Client profile: CoherentRx uses visual display to improve retention of doctor-patient communication

Blog Posts

Editor’s Note: This is the latest in a series of Online Tech client profiles.

How do you move from founding Hour Detroit magazine to being the president of Spin Media to starting an app development company to Apple requesting healthcare-focused iPad apps that are saving lives via improved communications?

“Either way, you’re still trying to get people to respond and to react to something,’’ said Tom Hartle, founder and CEO of CoherentRx. “Whether it’s publishing an app, a magazine or website, the business models can be nearly the same. The format is a thing by which you deliver the content. A lot of people really don’t have the true will or temperament to succeed in other formats.”

Referring to David and Goliath matchups between giants and startups, Hartle argues smaller companies can usually “out-maneuver’’ bigger ones “because we can out engineer bigger companies.”

“The reason Hour Detroit was successful was we leveraged new technologies in desktop publishing and distribution outlets. At the time (1994), desktop publishing technology was new. Our competition was tied to their old expensive publishing infrastructure,” Hartle said. ““Because the technology is always changing, publishers live in a constant state apprenticeship, with the master being technology. Content is not king. Technology and delivery formats are.’’

With CoherentRx, based in Troy, Mich., new iPad apps are helping doctors show and tell treatment information to patients, making a major difference on the overall hospital experience.

Typically, hospital patients retain just 10-15 percent of the information they hear from medical staff, compounded by high levels of anxiety. Showing patients images on an iPad rapidly increases those retention levels while reducing anxiety, he said.

To keep all that data safe and secure, CoherentRx partnered with Ann Arbor, Mich.-based Online Tech to make sure sensitive protected health information (PHI) would be secure and accessible through its encrypted, compliant cloud.

Online Tech recently announced “end-to-end’’ encryption, keeping data securely encrypted at every step of the way from the time it leaves its origination point through transit to the encrypted cloud services where it is stored.

“Online Tech is extremely responsive and very approachable,’’ Hartle said. “Unlike most tech companies, they also have a human touch that’s old school: if you picked up a phone to call, they are there. They’re on top of it, in front of it, to the sides and below. It was kind of a full circle.’’

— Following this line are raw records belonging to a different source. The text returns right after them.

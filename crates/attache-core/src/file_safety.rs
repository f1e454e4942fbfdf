//! Input safety validation and content type detection.
//!
//! Multi-layer protection for loaded sources:
//! 1. Size limit
//! 2. Extension blocklist
//! 3. Magic byte detection for executables

use once_cell::sync::Lazy;
use std::collections::HashSet;

/// Magic byte signatures for executable files
pub const MAGIC_SIGNATURES: &[(&str, &[u8])] = &[
    ("Windows PE/MZ", &[0x4D, 0x5A]),           // MZ header
    ("ELF", &[0x7F, 0x45, 0x4C, 0x46]),         // Linux ELF
    ("Mach-O 32", &[0xFE, 0xED, 0xFA, 0xCE]),   // macOS 32-bit
    ("Mach-O 64", &[0xFE, 0xED, 0xFA, 0xCF]),   // macOS 64-bit
    ("Mach-O Fat", &[0xCA, 0xFE, 0xBA, 0xBE]),  // Universal binary (also Java)
    ("WebAssembly", &[0x00, 0x61, 0x73, 0x6D]), // WASM
];

/// Blocked file extensions (case-insensitive)
static BLOCKED_EXTENSIONS: Lazy<HashSet<&'static str>> = Lazy::new(|| {
    [
        "exe", "dll", "scr", "pif", "com", "msi", "so", "dylib", "jar", "class", "deb", "rpm",
        "apk", "dmg", "pkg", "lnk", "hta",
    ]
    .into_iter()
    .collect()
});

/// Check a loaded payload before it becomes an input.
///
/// Returns the reason the input is rejected, or `None` when it is acceptable.
pub fn validate_input(name: &str, data: &[u8], max_size_bytes: usize) -> Option<String> {
    if data.len() > max_size_bytes {
        return Some(format!(
            "Input of {} bytes exceeds maximum size of {} bytes",
            data.len(),
            max_size_bytes
        ));
    }

    if let Some((_, ext)) = name.rsplit_once('.') {
        if BLOCKED_EXTENSIONS.contains(ext.to_lowercase().as_str()) {
            return Some(format!("File extension .{} is not allowed", ext));
        }
    }

    for (kind, magic) in MAGIC_SIGNATURES {
        if data.len() >= magic.len() && &data[..magic.len()] == *magic {
            return Some(format!("Executable content detected: {}", kind));
        }
    }

    None
}

/// Strip parameters from a mime type and lowercase it (`Text/HTML; charset=utf-8` → `text/html`).
pub fn normalize_mime(mime: &str) -> String {
    mime.split(';').next().unwrap_or("").trim().to_lowercase()
}

/// Detect actual content type from magic bytes.
///
/// Returns the detected MIME type if magic bytes match a known format,
/// falling back to extension-based detection, then to the claimed type.
pub fn detect_content_type(name: &str, data: &[u8], claimed: Option<&str>) -> String {
    // 1. Magic bytes are authoritative for binary formats
    if let Some(kind) = infer::get(data) {
        return kind.mime_type().to_string();
    }

    // 2. Text formats have no magic bytes, trust the extension
    if let Some((_, ext)) = name.rsplit_once('.') {
        if let Some(mime) = mime_from_extension(ext) {
            return mime.to_string();
        }
    }

    // 3. A binary claim that infer could not confirm does not match the data
    let claimed = claimed.map(normalize_mime).filter(|m| !m.is_empty());
    match claimed {
        Some(mime) if claimed_is_binary(&mime) => "application/octet-stream".to_string(),
        Some(mime) => mime,
        // 4. Unnamed, unclaimed content: text if it decodes, opaque otherwise
        None if !data.is_empty() && std::str::from_utf8(data).is_ok() => "text/plain".to_string(),
        None => "application/octet-stream".to_string(),
    }
}

/// True for mime types whose payload should be decoded as text.
pub fn is_text_mime(mime: &str) -> bool {
    let mime = normalize_mime(mime);
    mime.starts_with("text/")
        || matches!(
            mime.as_str(),
            "application/json"
                | "application/xml"
                | "application/yaml"
                | "application/toml"
                | "application/sql"
                | "application/x-tex"
                | "application/javascript"
                | "image/svg+xml"
        )
}

/// Binary formats that always carry recognizable magic bytes.
fn claimed_is_binary(claimed: &str) -> bool {
    if claimed.starts_with("audio/") || claimed.starts_with("video/") {
        return true;
    }
    if claimed.starts_with("image/") {
        return claimed != "image/svg+xml";
    }
    matches!(
        claimed,
        "application/pdf"
            | "application/zip"
            | "application/gzip"
            | "application/x-tar"
            | "application/x-7z-compressed"
            | "application/wasm"
    )
}

/// Map text-only extensions to MIME types (formats that lack magic bytes).
///
/// Binary media formats are intentionally excluded: if `infer::get()` does not
/// recognize them, the data does not match the extension.
fn mime_from_extension(ext: &str) -> Option<&'static str> {
    match ext.to_lowercase().as_str() {
        // Plain text
        "txt" | "log" | "ini" | "cfg" | "conf" | "env" => Some("text/plain"),
        "csv" => Some("text/csv"),
        "tsv" => Some("text/tab-separated-values"),
        // Markup
        "html" | "htm" => Some("text/html"),
        "xml" => Some("application/xml"),
        "json" => Some("application/json"),
        "yaml" | "yml" => Some("application/yaml"),
        "toml" => Some("application/toml"),
        "md" | "markdown" => Some("text/markdown"),
        "rst" => Some("text/x-rst"),
        "tex" | "latex" => Some("application/x-tex"),
        // Code
        "rs" => Some("text/x-rust"),
        "py" => Some("text/x-python"),
        "js" | "mjs" | "cjs" => Some("text/javascript"),
        "ts" | "tsx" => Some("text/typescript"),
        "go" => Some("text/x-go"),
        "java" => Some("text/x-java"),
        "c" | "h" => Some("text/x-c"),
        "cpp" | "cc" | "hpp" => Some("text/x-c++"),
        "rb" => Some("text/x-ruby"),
        "sh" => Some("text/x-shellscript"),
        "sql" => Some("application/sql"),
        // SVG is text-based XML
        "svg" => Some("image/svg+xml"),
        _ => None,
    }
}

#[cfg(test)]
mod tests {
    use super::*;

    const PNG: [u8; 8] = [0x89, 0x50, 0x4E, 0x47, 0x0D, 0x0A, 0x1A, 0x0A];

    #[test]
    fn test_detect_png_magic_bytes() {
        assert_eq!(detect_content_type("fake.txt", &PNG, Some("text/plain")), "image/png");
    }

    #[test]
    fn test_detect_pdf_magic_bytes() {
        let pdf = b"%PDF-1.4 fake content";
        assert_eq!(detect_content_type("doc", pdf, None), "application/pdf");
    }

    #[test]
    fn test_detect_falls_back_to_extension_for_text() {
        let result = detect_content_type("notes.md", b"# Hello world", None);
        assert_eq!(result, "text/markdown");
    }

    #[test]
    fn test_detect_binary_claim_without_magic_is_downgraded() {
        let result = detect_content_type("photo", b"random garbage", Some("image/jpeg"));
        assert_eq!(result, "application/octet-stream");
    }

    #[test]
    fn test_detect_trusts_textual_claim() {
        let result = detect_content_type("page", b"<p>hi</p>", Some("text/html; charset=utf-8"));
        assert_eq!(result, "text/html");
    }

    #[test]
    fn test_detect_unclaimed_utf8_is_text() {
        assert_eq!(detect_content_type("blob", b"just words", None), "text/plain");
        assert_eq!(
            detect_content_type("blob", &[0xC3, 0x28, 0xA0], None),
            "application/octet-stream"
        );
    }

    #[test]
    fn test_validate_rejects_oversized() {
        let reason = validate_input("a.txt", &[b'a'; 11], 10).unwrap();
        assert!(reason.contains("exceeds maximum size"));
        assert!(validate_input("a.txt", &[b'a'; 10], 10).is_none());
    }

    #[test]
    fn test_validate_rejects_executables() {
        assert!(validate_input("tool", &[0x7F, 0x45, 0x4C, 0x46, 0x02], 1024).is_some());
        assert!(validate_input("setup.EXE", b"harmless", 1024).is_some());
        assert!(validate_input("notes.txt", b"harmless", 1024).is_none());
    }

    #[test]
    fn test_is_text_mime() {
        assert!(is_text_mime("text/plain"));
        assert!(is_text_mime("Application/JSON; charset=utf-8"));
        assert!(is_text_mime("image/svg+xml"));
        assert!(!is_text_mime("image/png"));
        assert!(!is_text_mime("application/pdf"));
    }
}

Organizations in regulated industries that must ensure the protection of confidential information often avoid cloud computing because they have incomplete encryption strategies that leave them in non-compliance and at risk of embarrassing, costly security breaches.

The common areas of non-compliance for most hosting providers are due to a lack of encryption for data in the cloud and for backup of that data. The cloud infrastructure and backup techniques used by the vast majority of companies today leave patient and customer information vulnerable.